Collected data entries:

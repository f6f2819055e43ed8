//! # Ownership
//!
//! A single privileged principal gates every administrative operation.
//! Ownership can be handed over to another non-null account or renounced,
//! after which no one can administer the token again.

use serde::{Deserialize, Serialize};
use tollgate_protocol::{AccessControl, Address, Event, LedgerError};

/// Holder of the administrative privilege.
#[derive(Debug, Clone, Serialize, Deserialize)]
pub struct Ownership {
    owner: Address,
}

impl Ownership {
    /// Installs `owner`. Returns the ownership record and the
    /// `OwnershipTransferred` event from the null identity.
    pub fn new(owner: Address) -> Result<(Self, Event), LedgerError> {
        if owner.is_zero() {
            return Err(LedgerError::InvalidOwner(owner));
        }
        let event = Event::OwnershipTransferred {
            old: Address::ZERO,
            new: owner,
        };
        Ok((Self { owner }, event))
    }

    /// Hands ownership to `new_owner`.
    ///
    /// # Errors
    ///
    /// - [`LedgerError::Unauthorized`] unless `caller` is the owner.
    /// - [`LedgerError::InvalidOwner`] for the null identity; use
    ///   [`renounce`](Self::renounce) to give ownership up.
    pub fn transfer(&mut self, caller: &Address, new_owner: Address) -> Result<Event, LedgerError> {
        self.ensure_owner(caller)?;
        if new_owner.is_zero() {
            return Err(LedgerError::InvalidOwner(new_owner));
        }
        let old = std::mem::replace(&mut self.owner, new_owner);
        Ok(Event::OwnershipTransferred {
            old,
            new: new_owner,
        })
    }

    /// Gives ownership up for good.
    pub fn renounce(&mut self, caller: &Address) -> Result<Event, LedgerError> {
        self.ensure_owner(caller)?;
        let old = std::mem::replace(&mut self.owner, Address::ZERO);
        Ok(Event::OwnershipTransferred {
            old,
            new: Address::ZERO,
        })
    }
}

impl AccessControl for Ownership {
    fn owner(&self) -> Address {
        self.owner
    }
}

#[cfg(test)]
mod tests {
    use super::*;

    fn owner() -> Address {
        Address::from_low_u64(1)
    }

    fn stranger() -> Address {
        Address::from_low_u64(2)
    }

    #[test]
    fn null_owner_rejected() {
        assert!(Ownership::new(Address::ZERO).is_err());
    }

    #[test]
    fn transfer_moves_privilege() {
        let (mut ownership, _) = Ownership::new(owner()).unwrap();
        let event = ownership.transfer(&owner(), stranger()).unwrap();
        assert_eq!(
            event,
            Event::OwnershipTransferred {
                old: owner(),
                new: stranger()
            }
        );
        assert!(ownership.ensure_owner(&stranger()).is_ok());
        assert!(ownership.ensure_owner(&owner()).is_err());
    }

    #[test]
    fn stranger_cannot_transfer() {
        let (mut ownership, _) = Ownership::new(owner()).unwrap();
        assert_eq!(
            ownership.transfer(&stranger(), stranger()).unwrap_err(),
            LedgerError::Unauthorized { caller: stranger() }
        );
        assert_eq!(ownership.owner(), owner());
    }

    #[test]
    fn transfer_to_null_rejected() {
        let (mut ownership, _) = Ownership::new(owner()).unwrap();
        assert!(matches!(
            ownership.transfer(&owner(), Address::ZERO),
            Err(LedgerError::InvalidOwner(_))
        ));
    }

    #[test]
    fn renounce_locks_everyone_out() {
        let (mut ownership, _) = Ownership::new(owner()).unwrap();
        ownership.renounce(&owner()).unwrap();
        assert_eq!(ownership.owner(), Address::ZERO);
        assert!(ownership.ensure_owner(&owner()).is_err());
        assert!(ownership.renounce(&owner()).is_err());
    }
}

#### What this task involves
Please restate the records in full, word for word.

#### Response to the task
repository f6f2819055e43ed8
//! # Ownership
//!
//! A single privileged principal gates every administrative operation.
//! Ownership can be handed over to another non-null account or renounced,
//! after which no one can administer the token again.

use serde::{Deserialize, Serialize};
use tollgate_protocol::{AccessControl, Address, Event, LedgerError};

/// Holder of the administrative privilege.
#[derive(Debug, Clone, Serialize, Deserialize)]
pub struct Ownership {
    owner: Address,
}

impl Ownership {
    /// Installs `owner`. Returns the ownership record and the
    /// `OwnershipTransferred` event from the null identity.
    pub fn new(owner: Address) -> Result<(Self, Event), LedgerError> {
        if owner.is_zero() {
            return Err(LedgerError::InvalidOwner(owner));
        }
        let event = Event::OwnershipTransferred {
            old: Address::ZERO,
            new: owner,
        };
        Ok((Self { owner }, event))
    }

    /// Hands ownership to `new_owner`.
    ///
    /// # Errors
    ///
    /// - [`LedgerError::Unauthorized`] unless `caller` is the owner.
    /// - [`LedgerError::InvalidOwner`] for the null identity; use
    ///   [`renounce`](Self::renounce) to give ownership up.
    pub fn transfer(&mut self, caller: &Address, new_owner: Address) -> Result<Event, LedgerError> {
        self.ensure_owner(caller)?;
        if new_owner.is_zero() {
            return Err(LedgerError::InvalidOwner(new_owner));
        }
        let old = std::mem::replace(&mut self.owner, new_owner);
        Ok(Event::OwnershipTransferred {
            old,
            new: new_owner,
        })
    }

    /// Gives ownership up for good.
    pub fn renounce(&mut self, caller: &Address) -> Result<Event, LedgerError> {
        self.ensure_owner(caller)?;
        let old = std::mem::replace(&mut self.owner, Address::ZERO);
        Ok(Event::OwnershipTransferred {
            old,
            new: Address::ZERO,
        })
    }
}

impl AccessControl for Ownership {
    fn owner(&self) -> Address {
        self.owner
    }
}

#[cfg(test)]
mod tests {
    use super::*;

    fn owner() -> Address {
        Address::from_low_u64(1)
    }

    fn stranger() -> Address {
        Address::from_low_u64(2)
    }

    #[test]
    fn null_owner_rejected() {
        assert!(Ownership::new(Address::ZERO).is_err());
    }

    #[test]
    fn transfer_moves_privilege() {
        let (mut ownership, _) = Ownership::new(owner()).unwrap();
        let event = ownership.transfer(&owner(), stranger()).unwrap();
        assert_eq!(
            event,
            Event::OwnershipTransferred {
                old: owner(),
                new: stranger()
            }
        );
        assert!(ownership.ensure_owner(&stranger()).is_ok());
        assert!(ownership.ensure_owner(&owner()).is_err());
    }

    #[test]
    fn stranger_cannot_transfer() {
        let (mut ownership, _) = Ownership::new(owner()).unwrap();
        assert_eq!(
            ownership.transfer(&stranger(), stranger()).unwrap_err(),
            LedgerError::Unauthorized { caller: stranger() }
        );
        assert_eq!(ownership.owner(), owner());
    }

    #[test]
    fn transfer_to_null_rejected() {
        let (mut ownership, _) = Ownership::new(owner()).unwrap();
        assert!(matches!(
            ownership.transfer(&owner(), Address::ZERO),
            Err(LedgerError::InvalidOwner(_))
        ));
    }

    #[test]
    fn renounce_locks_everyone_out() {
        let (mut ownership, _) = Ownership::new(owner()).unwrap();
        ownership.renounce(&owner()).unwrap();
        assert_eq!(ownership.owner(), Address::ZERO);
        assert!(ownership.ensure_owner(&owner()).is_err());
        assert!(ownership.renounce(&owner()).is_err());
    }
}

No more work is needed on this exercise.